The two become fast friends, and James begins to develop feelings for Eve, but being shy and awkward is unable to articulate them. Eve also has feelings for James, which she can only articulate through song (and he's not always sharp enough to get the point), but finds herself also drawn to a bad boy musician she needs to help her get her demo tape the attention it needs to ignite her career.  Together, Eve and James form a band with Cassie, an aspiring songwriter that James is teaching to play guitar.  They sing, they dance, they contemplate deep questions as they float through life - but Eve has a dream to become a world renowned musician, and begins to realize that perhaps the small time doodlings of her current life might not be enough.

It's all very loose, its structure almost free form and secondary to its music, which takes center stage. Murdoch, of the band Belle & Sebastian, directs with a naturalistic, easy going style that brings to mind Jacques Demy and the French New Wave. He is completely unconcerned with telling a traditional narrative, and there's nothing wrong with that at all. The songs are a bit too on-the-nose at times, their descriptions of the action seem less inspired than when the characters allow their minds to wander.
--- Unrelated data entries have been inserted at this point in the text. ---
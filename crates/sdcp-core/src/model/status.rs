// ── Live printer status ──
//
// Transport-agnostic view of what a printer is doing right now. Built by
// `convert` from whichever wire shape the transport delivers; derived
// fields on `PrintJob` are always recomputed, never copied from the wire.

use chrono::{DateTime, Utc};
use serde::Serialize;

/// Overall machine activity (`CurrentStatus` on SDCP boards).
#[derive(Debug, Clone, Copy, PartialEq, Eq, Hash, Serialize)]
#[serde(rename_all = "snake_case")]
pub enum MachineStatus {
    Idle,
    Printing,
    FileTransferring,
    ExposureTesting,
    DevicesTesting,
    Unknown(i64),
}

impl MachineStatus {
    pub fn from_code(code: i64) -> Self {
        match code {
            0 => Self::Idle,
            1 => Self::Printing,
            2 => Self::FileTransferring,
            3 => Self::ExposureTesting,
            4 => Self::DevicesTesting,
            other => Self::Unknown(other),
        }
    }

    pub fn label(self) -> &'static str {
        match self {
            Self::Idle => "idle",
            Self::Printing => "printing",
            Self::FileTransferring => "file transferring",
            Self::ExposureTesting => "exposure testing",
            Self::DevicesTesting => "devices testing",
            Self::Unknown(_) => "unknown",
        }
    }
}

/// Print job phase (`PrintInfo.Status`).
#[derive(Debug, Clone, Copy, PartialEq, Eq, Hash, Serialize)]
#[serde(rename_all = "snake_case")]
pub enum PrintStatus {
    Idle,
    Homing,
    Dropping,
    Exposuring,
    Lifting,
    Pausing,
    Paused,
    Stopping,
    Stopped,
    Complete,
    FileChecking,
    Printing,
    Heating,
    BedLeveling,
    Unknown(i64),
}

impl PrintStatus {
    pub fn from_code(code: i64) -> Self {
        match code {
            0 => Self::Idle,
            1 => Self::Homing,
            2 => Self::Dropping,
            3 => Self::Exposuring,
            4 => Self::Lifting,
            5 => Self::Pausing,
            6 => Self::Paused,
            7 => Self::Stopping,
            8 => Self::Stopped,
            9 => Self::Complete,
            10 => Self::FileChecking,
            13 => Self::Printing,
            16 => Self::Heating,
            18 => Self::BedLeveling,
            other => Self::Unknown(other),
        }
    }

    /// Inverted-MQTT boards report the job state as a word.
    pub fn from_state_name(state: &str) -> Self {
        match state.to_ascii_lowercase().as_str() {
            "printing" | "running" => Self::Printing,
            "paused" => Self::Paused,
            "pausing" => Self::Pausing,
            "completed" | "complete" | "finished" => Self::Complete,
            "cancelled" | "canceled" | "stopped" => Self::Stopped,
            "stopping" => Self::Stopping,
            "heating" | "preheating" => Self::Heating,
            "leveling" | "bed_leveling" => Self::BedLeveling,
            "homing" => Self::Homing,
            "standby" | "idle" | "" => Self::Idle,
            _ => Self::Unknown(-1),
        }
    }

    /// A job is under way (including paused).
    pub fn is_active(self) -> bool {
        !matches!(
            self,
            Self::Idle | Self::Stopped | Self::Complete | Self::Unknown(_)
        )
    }

    pub fn label(self) -> &'static str {
        match self {
            Self::Idle => "idle",
            Self::Homing => "homing",
            Self::Dropping => "dropping",
            Self::Exposuring => "exposing",
            Self::Lifting => "lifting",
            Self::Pausing => "pausing",
            Self::Paused => "paused",
            Self::Stopping => "stopping",
            Self::Stopped => "stopped",
            Self::Complete => "complete",
            Self::FileChecking => "file checking",
            Self::Printing => "printing",
            Self::Heating => "heating",
            Self::BedLeveling => "bed leveling",
            Self::Unknown(_) => "unknown",
        }
    }
}

/// Current print job. Times are milliseconds.
#[derive(Debug, Clone, PartialEq, Serialize)]
pub struct PrintJob {
    pub status: PrintStatus,
    pub filename: Option<String>,
    pub task_id: Option<String>,
    pub current_layer: u32,
    pub total_layers: u32,
    pub current_time_ms: u64,
    pub total_time_ms: u64,
    pub error_code: i64,
    pub print_speed_pct: Option<u32>,

    // Derived
    pub percent_complete: f64,
    pub remaining_layers: u32,
    pub remaining_time_ms: u64,
}

impl Default for PrintJob {
    fn default() -> Self {
        Self {
            status: PrintStatus::Idle,
            filename: None,
            task_id: None,
            current_layer: 0,
            total_layers: 0,
            current_time_ms: 0,
            total_time_ms: 0,
            error_code: 0,
            print_speed_pct: None,
            percent_complete: 0.0,
            remaining_layers: 0,
            remaining_time_ms: 0,
        }
    }
}

#[derive(Debug, Clone, Copy, Default, PartialEq, Serialize)]
pub struct Temperature {
    pub current: f64,
    pub target: Option<f64>,
}

#[derive(Debug, Clone, Default, PartialEq, Serialize)]
pub struct Temperatures {
    pub nozzle: Option<Temperature>,
    pub bed: Option<Temperature>,
    pub chamber: Option<Temperature>,
    /// Resin boards: UV LED temperature.
    pub uv_led: Option<f64>,
}

/// Fan speeds in percent.
#[derive(Debug, Clone, Default, PartialEq, Eq, Serialize)]
pub struct FanSpeeds {
    pub model: Option<u32>,
    pub auxiliary: Option<u32>,
    pub chamber: Option<u32>,
}

#[derive(Debug, Clone, Default, PartialEq, Eq, Serialize)]
pub struct LightState {
    pub on: bool,
    pub rgb: Option<[u8; 3]>,
}

#[derive(Debug, Clone, Copy, Default, PartialEq, Serialize)]
pub struct Position {
    pub x: f64,
    pub y: f64,
    pub z: f64,
}

/// Point-in-time printer status.
#[derive(Debug, Clone, PartialEq, Serialize)]
pub struct StatusSnapshot {
    pub machine_status: MachineStatus,
    /// Every concurrent machine activity the board reported.
    pub machine_statuses: Vec<MachineStatus>,
    pub print: PrintJob,
    pub temperatures: Temperatures,
    pub fans: FanSpeeds,
    pub light: Option<LightState>,
    pub position: Option<Position>,
    pub z_offset: Option<f64>,
    pub updated_at: DateTime<Utc>,
}

impl Default for StatusSnapshot {
    fn default() -> Self {
        Self {
            machine_status: MachineStatus::Idle,
            machine_statuses: Vec::new(),
            print: PrintJob::default(),
            temperatures: Temperatures::default(),
            fans: FanSpeeds::default(),
            light: None,
            position: None,
            z_offset: None,
            updated_at: Utc::now(),
        }
    }
}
But there is a certain naturalist quality here that is hard to resist. The film looks the best when it switches into the 16mm films shot by James, and it almost made me wish the entire film had been shot like that. Those 16mm segments are the most visually inspired pieces of the entire film.
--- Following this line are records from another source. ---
/// A CC2 printer living on the embedded broker. Returns once the printer
/// is subscribed to its registration topic.
async fn spawn_cc2_printer(port: u16, fake: FakeCc2) {
    let (client, mut eventloop) = AsyncClient::new(printer_options(port, "cc2-printer"), 16);
    client
        .subscribe("elegoo/SN1/api_register", QoS::AtMostOnce)
        .await
        .unwrap();
    let (ready_tx, ready_rx) = oneshot::channel();

    tokio::spawn(async move {
        let mut ready = Some(ready_tx);
        loop {
            let Ok(event) = eventloop.poll().await else {
                break;
            };
            match event {
                Event::Incoming(MqttPacket::SubAck(_)) => {
                    if let Some(tx) = ready.take() {
                        let _ = tx.send(());
                    }
                }
                Event::Incoming(MqttPacket::Publish(publish)) => {
                    let body: Value = serde_json::from_slice(&publish.payload).unwrap();
                    handle_cc2(&client, fake, &publish.topic, &body).await;
                }
                _ => {}
            }
        }
    });

    tokio::time::timeout(Duration::from_secs(2), ready_rx)
        .await
        .unwrap()
        .unwrap();
}

async fn handle_cc2(client: &AsyncClient, fake: FakeCc2, topic: &str, body: &Value) {
    if topic == "elegoo/SN1/api_register" {
        let client_id = body["client_id"].as_str().unwrap().to_owned();
        if fake.registration_error == "ok" {
            client
                .subscribe(format!("elegoo/SN1/{client_id}/api_request"), QoS::AtMostOnce)
                .await
                .unwrap();
        }
        let reply = json!({ "client_id": client_id, "error": fake.registration_error });
        client
            .try_publish(
                format!("elegoo/SN1/{client_id}/register_response"),
                QoS::AtMostOnce,
                false,
                reply.to_string(),
            )
            .unwrap();
        return;
    }

    let client_id = topic.split('/').nth(2).unwrap();
    let response_topic = format!("elegoo/SN1/{client_id}/api_response");

    if body["type"] == "PING" {
        if fake.answer_pings {
            client
                .try_publish(response_topic, QoS::AtMostOnce, false, r#"{"type":"PONG"}"#)
                .unwrap();
        }
        return;
    }

    let reply = json!({
        "id": body["id"],
        "method": body["method"],
        "result": { "error_code": 0, "echo": body["params"] },
    });
    client
        .try_publish(response_topic, QoS::AtMostOnce, false, reply.to_string())
        .unwrap();

    if body["method"] == 1002 {
        let push = json!({ "id": 5, "method": 6000, "result": { "extruder": { "temperature": 215 } } });
        client
            .try_publish("elegoo/SN1/api_status", QoS::AtMostOnce, false, push.to_string())
            .unwrap();
    }
}

fn cc2_config(port: u16) -> Cc2Config {
    let mut config = Cc2Config::new("127.0.0.1", "SN1");
    config.port = port;
    config.command_timeout = Duration::from_secs(2);
    config.registration_timeout = Duration::from_millis(500);
    config
}

#[tokio::test]
async fn cc2_registers_then_round_trips_and_streams_deltas() {
    let broker = start_broker().await;
    spawn_cc2_printer(
        broker.port(),
        FakeCc2 {
            registration_error: "ok",
            answer_pings: true,
        },
    )
    .await;

    let client = Cc2Client::connect(cc2_config(broker.port()), CancellationToken::new())
        .await
        .unwrap();
    assert_eq!(*client.state().borrow(), Cc2State::Registered);
    let mut events = client.subscribe();

    let result = client
        .send_command(1001, json!({}), true)
        .await
        .unwrap()
        .unwrap();
    assert_eq!(result["error_code"], 0);

    client.send_command(1002, json!({}), false).await.unwrap();
    let mut delta_seq = None;
    for _ in 0..4 {
        let event = tokio::time::timeout(Duration::from_secs(2), events.recv())
            .await
            .unwrap()
            .unwrap();
        if let TransportEvent::StatusDelta { seq, delta } = event.as_ref() {
            assert_eq!(delta["extruder"]["temperature"], 215);
            delta_seq = Some(*seq);
            break;
        }
    }
    assert_eq!(delta_seq, Some(5));

    client.disconnect().await;
    assert_eq!(*client.state().borrow(), Cc2State::Disconnected);
}

#[tokio::test]
async fn cc2_too_many_clients_is_distinct() {
    let broker = start_broker().await;
    spawn_cc2_printer(
        broker.port(),
        FakeCc2 {
            registration_error: "too many clients",
            answer_pings: true,
        },
    )
    .await;

    let err = Cc2Client::connect(cc2_config(broker.port()), CancellationToken::new())
        .await
        .err()
        .unwrap();
    assert!(matches!(err, Error::TooManyClients), "got {err:?}");
}

#[tokio::test]
async fn cc2_generic_rejection_carries_reason() {
    let broker = start_broker().await;
    spawn_cc2_printer(
        broker.port(),
        FakeCc2 {
            registration_error: "invalid token",
            answer_pings: true,
        },
    )
    .await;

    match Cc2Client::connect(cc2_config(broker.port()), CancellationToken::new()).await {
        Err(Error::RegistrationRejected { reason }) => assert_eq!(reason, "invalid token"),
        Err(other) => panic!("unexpected error {other:?}"),
        Ok(_) => panic!("registration should have failed"),
    }
}

#[tokio::test]
async fn cc2_registration_times_out_without_printer() {
    let broker = start_broker().await;
    let err = Cc2Client::connect(cc2_config(broker.port()), CancellationToken::new())
        .await
        .err()
        .unwrap();
    assert!(matches!(err, Error::RegistrationTimeout { timeout_ms: 500 }), "got {err:?}");
}

#[tokio::test]
async fn cc2_missing_pongs_kill_the_connection() {
    let broker = start_broker().await;
    spawn_cc2_printer(
        broker.port(),
        FakeCc2 {
            registration_error: "ok",
            answer_pings: false,
        },
    )
    .await;

    let mut config = cc2_config(broker.port());
    config.heartbeat_interval = Duration::from_millis(100);
    config.pong_timeout = Duration::from_millis(300);
    let client = Cc2Client::connect(config, CancellationToken::new())
        .await
        .unwrap();
    let mut events = client.subscribe();

    let closed = loop {
        let event = tokio::time::timeout(Duration::from_secs(3), events.recv())
            .await
            .unwrap()
            .unwrap();
        if let TransportEvent::Closed { reason } = event.as_ref() {
            break reason.clone();
        }
    };
    assert!(closed.contains("PONG"), "reason was {closed}");
    assert!(!client.is_alive());
    assert!(matches!(
        client.send_command(1001, json!({}), true).await,
        Err(Error::NotConnected)
    ));
}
I'm certain that the film will be viewed as too precious and twee in some circles, and that's fine. Movies like this aren't made for the cynical. This is a film about the cathartic power of music, and by extension, of art itself. God Help the Girl is the very embodiment of that idea. It's the kind of film that requires its audience to be on a very specific cultural wavelength to fully embrace, but its openness and heart should be enough to win over even the most jaded among us.

GRADE - ★★★ (out of four)

GOD HELP THE GIRL | Directed by Stuart Murdoch | Stars Emily Browning, Olly Alexander, Hannah Murray, Pierre Boulanger | Not Rated | Now playing in select cities.

Review | "Wetlands"

You would be hard pressed to find a coming of age film more disturbing, more disgusting, and more outrageous than David Wnendt's Wetlands. At first it seems like a put-on, a so-gross-this-can't-possibly-be-serious act of deliberate provocation. The reality, however, is somewhat more complex.
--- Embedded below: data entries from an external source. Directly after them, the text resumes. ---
// ── Device identity ──

use serde::{Deserialize, Serialize};
use strum::{Display, EnumString};

use sdcp_api::discovery::{DiscoveredDevice, DiscoveredTransport};

/// Wire family a printer speaks.
#[derive(
    Debug, Clone, Copy, PartialEq, Eq, Hash, Serialize, Deserialize, Display, EnumString,
)]
#[serde(rename_all = "kebab-case")]
#[strum(serialize_all = "kebab-case", ascii_case_insensitive)]
pub enum TransportKind {
    /// SDCP JSON over `ws://<host>:3030/websocket`.
    #[strum(to_string = "websocket", serialize = "ws")]
    #[serde(rename = "websocket", alias = "ws")]
    WebSocket,
    /// SDCP JSON over a broker the printer is told to join.
    #[strum(to_string = "mqtt", serialize = "mqtt-standard")]
    #[serde(rename = "mqtt", alias = "mqtt-standard")]
    MqttStandard,
    /// JSON-RPC over the broker the printer hosts itself.
    #[strum(to_string = "cc2", serialize = "mqtt-inverted")]
    #[serde(rename = "cc2", alias = "mqtt-inverted")]
    MqttInverted,
}

impl From<DiscoveredTransport> for TransportKind {
    fn from(t: DiscoveredTransport) -> Self {
        match t {
            DiscoveredTransport::WebSocket => Self::WebSocket,
            DiscoveredTransport::MqttStandard => Self::MqttStandard,
            DiscoveredTransport::MqttInverted => Self::MqttInverted,
        }
    }
}

#[derive(
    Debug, Clone, Copy, PartialEq, Eq, Hash, Serialize, Deserialize, Display, EnumString,
)]
#[serde(rename_all = "lowercase")]
#[strum(serialize_all = "lowercase", ascii_case_insensitive)]
pub enum PrinterClass {
    Resin,
    Fdm,
}

impl PrinterClass {
    const RESIN_FAMILIES: [&'static str; 4] = ["saturn", "mars", "jupiter", "halot"];

    /// Classify by model name; anything not a known resin family is FDM.
    pub fn from_model(model: &str) -> Self {
        let lower = model.to_ascii_lowercase();
        if Self::RESIN_FAMILIES.iter().any(|f| lower.contains(f)) {
            Self::Resin
        } else {
            Self::Fdm
        }
    }

    /// Resin boards report print ticks in milliseconds, FDM boards in seconds.
    pub(crate) fn ticks_to_ms(self, ticks: f64) -> u64 {
        let ms = match self {
            Self::Resin => ticks,
            Self::Fdm => ticks * 1000.0,
        };
        crate::convert::f64_to_u64(ms)
    }
}

/// One printer. Identity is fixed; `host` and `transport` may change on
/// reconnect.
#[derive(Debug, Clone, PartialEq, Eq, Serialize, Deserialize)]
pub struct Device {
    /// Mainboard id (SDCP) or serial number (inverted MQTT).
    pub id: String,
    pub name: String,
    pub model: String,
    pub brand: Option<String>,
    pub host: String,
    pub transport: TransportKind,
    pub class: PrinterClass,
    pub firmware_version: Option<String>,
    pub protocol_version: Option<String>,
}

impl Device {
    pub fn new(
        id: impl Into<String>,
        host: impl Into<String>,
        model: impl Into<String>,
        transport: TransportKind,
    ) -> Self {
        let id = id.into();
        let model = model.into();
        Self {
            name: if model.is_empty() { id.clone() } else { model.clone() },
            class: PrinterClass::from_model(&model),
            id,
            model,
            brand: None,
            host: host.into(),
            transport,
            firmware_version: None,
            protocol_version: None,
        }
    }

    pub fn display_name(&self) -> &str {
        if self.name.is_empty() { &self.id } else { &self.name }
    }
}

impl From<DiscoveredDevice> for Device {
    fn from(d: DiscoveredDevice) -> Self {
        Self {
            class: PrinterClass::from_model(&d.model),
            id: d.id,
            name: d.name,
            model: d.model,
            brand: d.brand,
            host: d.address.to_string(),
            transport: d.transport.into(),
            firmware_version: d.firmware_version,
            protocol_version: d.protocol_version,
        }
    }
}

#[cfg(test)]
#[allow(clippy::unwrap_used)]
mod tests {
    use super::*;
    use std::str::FromStr;

    #[test]
    fn resin_families_are_recognised() {
        assert_eq!(PrinterClass::from_model("ELEGOO Saturn 4 Ultra"), PrinterClass::Resin);
        assert_eq!(PrinterClass::from_model("Mars 5 Ultra"), PrinterClass::Resin);
        assert_eq!(PrinterClass::from_model("Jupiter SE"), PrinterClass::Resin);
        assert_eq!(PrinterClass::from_model("Centauri Carbon"), PrinterClass::Fdm);
        assert_eq!(PrinterClass::from_model(""), PrinterClass::Fdm);
    }

    #[test]
    fn ticks_follow_class_units() {
        assert_eq!(PrinterClass::Resin.ticks_to_ms(1500.0), 1500);
        assert_eq!(PrinterClass::Fdm.ticks_to_ms(1.5), 1500);
    }

    #[test]
    fn transport_parses_aliases() {
        assert_eq!(TransportKind::from_str("ws").unwrap(), TransportKind::WebSocket);
        assert_eq!(TransportKind::from_str("MQTT").unwrap(), TransportKind::MqttStandard);
        assert_eq!(TransportKind::from_str("cc2").unwrap(), TransportKind::MqttInverted);
        assert_eq!(TransportKind::MqttInverted.to_string(), "cc2");
    }
}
For a film about a teenage girl who's obsessed with her own hemorrhoids and bodily fluids, Wetlands is a surprisingly sincere, even moving work. Based on the controversial novel by Charlotte Roche, the movie is intentionally over the top, almost daring the audience to be offended. It wants us to recoil, and it laughs at us for doing so. But there is a lot more to Wetlands than just shock value. This is a cry for attention about a cry for attention, a movie desperate to offend about a young girl also just as desperate to be noticed. In essence, it is the movie its young protagonist would have made about herself if she could have made a movie.


To call Carla Juri's performance as Helen Memel fearless would be an understatement. She hates hygiene, she loves her hemorrhoids and the smell of her unwashed nether regions, she relishes in languid nudity, and doesn't mind exacerbating a self inflicted anal fissure if it means staying in the hospital with a male nurse that she has taken a liking to. Her relationship with her best friend is so close they often share tampons and smear each other's menstrual blood on their faces. None of this is, by any means, normal behavior. Yet for all of its graphic depravities, Wetlands is a surprisingly sincere film. Its perversions are simply the self conscious affectations of a girl desperate for attention, from her broken family, from her friends, from the man she has unexpectedly come to love. On the outside she is obsessed with sex, but as the film goes on we come to discover what she really is obsessed with is love.

I often found myself wanting to look away from the screen (I'll certainly never look at pizza the same way again), I even found myself feeling nauseous a few times, but something about Helen's story struck a chord. Her story is a universal one, maybe not in regards to her peculiar sexual proclivities, but in her ultimate desire to be loved at all costs. Wnendt cleverly conveys her often troubled mental state without judging or celebrating it. It's a fine tightrope to walk, but he ultimately sticks the landing. That delicate balance between celebration and judgement is why Wetlands works so well, and a film like Lukas Moodyson's We Are the Best never quite jells. They offer two very different visions of teen angst, but Wnendt uses Helen's antisocial nature as a kind of thematic force all its own, and that's what sets it apart.


It would be easy to compare Wetlands to this year's other major film about sexual obsession - Lars Von Trier's epic Nymphomaniac. Both are about strong women who take their sexuality into their own hands, but both have very different approaches and themes. In Nymphomaniac, it is almost a kind of strength; in Wetlands, it is both strength and weakness - a sense of misanthropic independence that that ultimately harms even as it leads her to pleasure.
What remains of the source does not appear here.